Sucrose consists of two other simple sugars: glucose and fructose. You’ve probably heard of high-fructose corn syrup, but fructose is just the sugar we naturally find in fruits.
Glucose is the main source of energy for our bodies, so everyone needs some of it to survive. However, too much glucose can be a bad thing.
Too much glucose, especially all at once releases neurotransmitters like serotonin in the brain. This is why eating sugar makes you feel good. Serotonin is responsible for well-being and happiness.
But too much serotonin can lead to problems. Over time, we start to develop a tolerance to serotonin. This means it takes more and more of it to get to the same level of happiness.
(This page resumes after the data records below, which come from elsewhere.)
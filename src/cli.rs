use clap::{Parser, Subcommand, ValueEnum};
use std::path::PathBuf;

/// Shared application context for global flags
#[derive(Clone, Debug)]
pub struct AppContext {
    pub quiet: bool,    // global --quiet
    pub no_color: bool, // global --no-color
    pub dry_run: bool,  // global --dry-run
}

#[derive(Parser)]
#[command(name = "revsift")]
#[command(
    about = "A fast CLI for sifting automated code-review comments into paste-ready LLM suggestions"
)]
#[command(version, long_about = None)]
pub struct Cli {
    #[command(subcommand)]
    pub command: Commands,

    /// Disable colored output
    #[arg(long, global = true)]
    pub no_color: bool,

    /// Suppress summaries and non-essential output
    #[arg(long, global = true)]
    pub quiet: bool,

    /// Show what would be done without executing
    #[arg(long, global = true)]
    pub dry_run: bool,
}

#[derive(Subcommand)]
pub enum Commands {
    /// Extract suggestions from a review page and list them
    Extract(ExtractArgs),

    /// Build a natural-language prompt from the selection
    Prompt(BuildArgs),

    /// Build a Markdown document from the selection
    Markdown(BuildArgs),

    /// Build a JSON document from the selection
    Json(BuildArgs),

    /// Uncheck suggestions (kept in the list, excluded from output)
    Deselect(SelectArgs),

    /// Re-check previously deselected suggestions
    Reselect(SelectArgs),

    /// Permanently hide suggestions from the list
    Ignore(SelectArgs),

    /// Unhide previously ignored suggestions
    Unignore(SelectArgs),

    /// Clear all selection state for the page
    Reset(ResetArgs),

    /// Re-extract whenever the page file changes (debounced)
    Watch(WatchArgs),

    /// Initialize a revsift.toml config file
    Init(InitArgs),

    /// Generate shell completions
    Completions(CompletionsArgs),
}

#[derive(Clone, Copy, Debug, PartialEq, Eq, ValueEnum)]
pub enum ExtractFormat {
    /// Human-readable listing
    Text,
    /// Query result as JSON (found/selected/suggestions/selectedIds)
    Json,
}

#[derive(Debug, Parser)]
pub struct ExtractArgs {
    /// Saved review page (HTML file)
    pub page: PathBuf,

    /// Page address override (else canonical link, og:url, or the file path)
    #[arg(long)]
    pub url: Option<String>,

    /// Output format
    #[arg(long, value_enum, default_value = "text")]
    pub format: ExtractFormat,
}

#[derive(Debug, Parser)]
pub struct BuildArgs {
    /// Saved review page (HTML file)
    pub page: PathBuf,

    /// Page address override
    #[arg(long)]
    pub url: Option<String>,

    /// Explicit suggestion ids to export (comma-separated or repeated)
    #[arg(long, value_delimiter = ',')]
    pub ids: Vec<String>,

    /// Export everything visible, selection state notwithstanding
    #[arg(long)]
    pub all: bool,

    /// Output file path (defaults to stdout)
    #[arg(short, long)]
    pub output: Option<PathBuf>,

    /// Copy result to clipboard
    #[arg(long)]
    pub clipboard: bool,
}

#[derive(Debug, Parser)]
pub struct SelectArgs {
    /// Saved review page (HTML file)
    pub page: PathBuf,

    /// Suggestion ids to operate on
    #[arg(required = true)]
    pub ids: Vec<String>,

    /// Page address override
    #[arg(long)]
    pub url: Option<String>,
}

#[derive(Debug, Parser)]
pub struct ResetArgs {
    /// Saved review page (HTML file)
    pub page: PathBuf,

    /// Page address override
    #[arg(long)]
    pub url: Option<String>,
}

#[derive(Debug, Parser)]
pub struct WatchArgs {
    /// Saved review page (HTML file)
    pub page: PathBuf,

    /// Page address override
    #[arg(long)]
    pub url: Option<String>,

    /// Settle window in milliseconds (overrides config)
    #[arg(long)]
    pub settle_ms: Option<u64>,
}

#[derive(Debug, Parser)]
pub struct InitArgs {
    /// Directory for the config file
    #[arg(default_value = ".")]
    pub path: PathBuf,

    /// Overwrite an existing config file
    #[arg(long)]
    pub force: bool,
}

#[derive(Clone, Copy, Debug, PartialEq, Eq, ValueEnum)]
pub enum Shell {
    Bash,
    Zsh,
    Fish,
    PowerShell,
    Elvish,
}

#[derive(Debug, Parser)]
pub struct CompletionsArgs {
    /// Target shell
    #[arg(value_enum)]
    pub shell: Shell,

    /// Write the script to stdout
    #[arg(long)]
    pub stdout: bool,

    /// Directory to write the completion file into
    #[arg(long)]
    pub out_dir: Option<PathBuf>,
}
That’s not to say you shouldn’t have any sugar, but it’s important not to overdo it. And if you do eat a lot one night, it’s important to wait a while to let your body get rid of its tolerance.
Sugar and Mental Health
One of the biggest negative effects of sugar is its effect on your mental health. Sugar’s mental health effects have been studied in detail for the last few decades.
So, is sugar bad for depression? Is sugar bad for anxiety? Recent studies show there may be a connection between eating lots of sugar and these issues.
The mechanism is clear. Just like with addiction, the body develops a tolerance to serotonin from eating too much sugar.
Then, when you do things that activate normal levels of serotonin, they no longer have as much of an effect. The result is that you become less happy over time.
In addition to sucrose, you also have to watch out for artificial sweeteners like aspartame, sucralose, and stevia knock-offs. If you’re interested in learning about why you should avoid these, you can learn more here.
How Much Is Right for You?
Now that you know the effects of sugar on the brain, as well as the connection between sugar and mental health, feel free to decide for yourself how much you want to consume.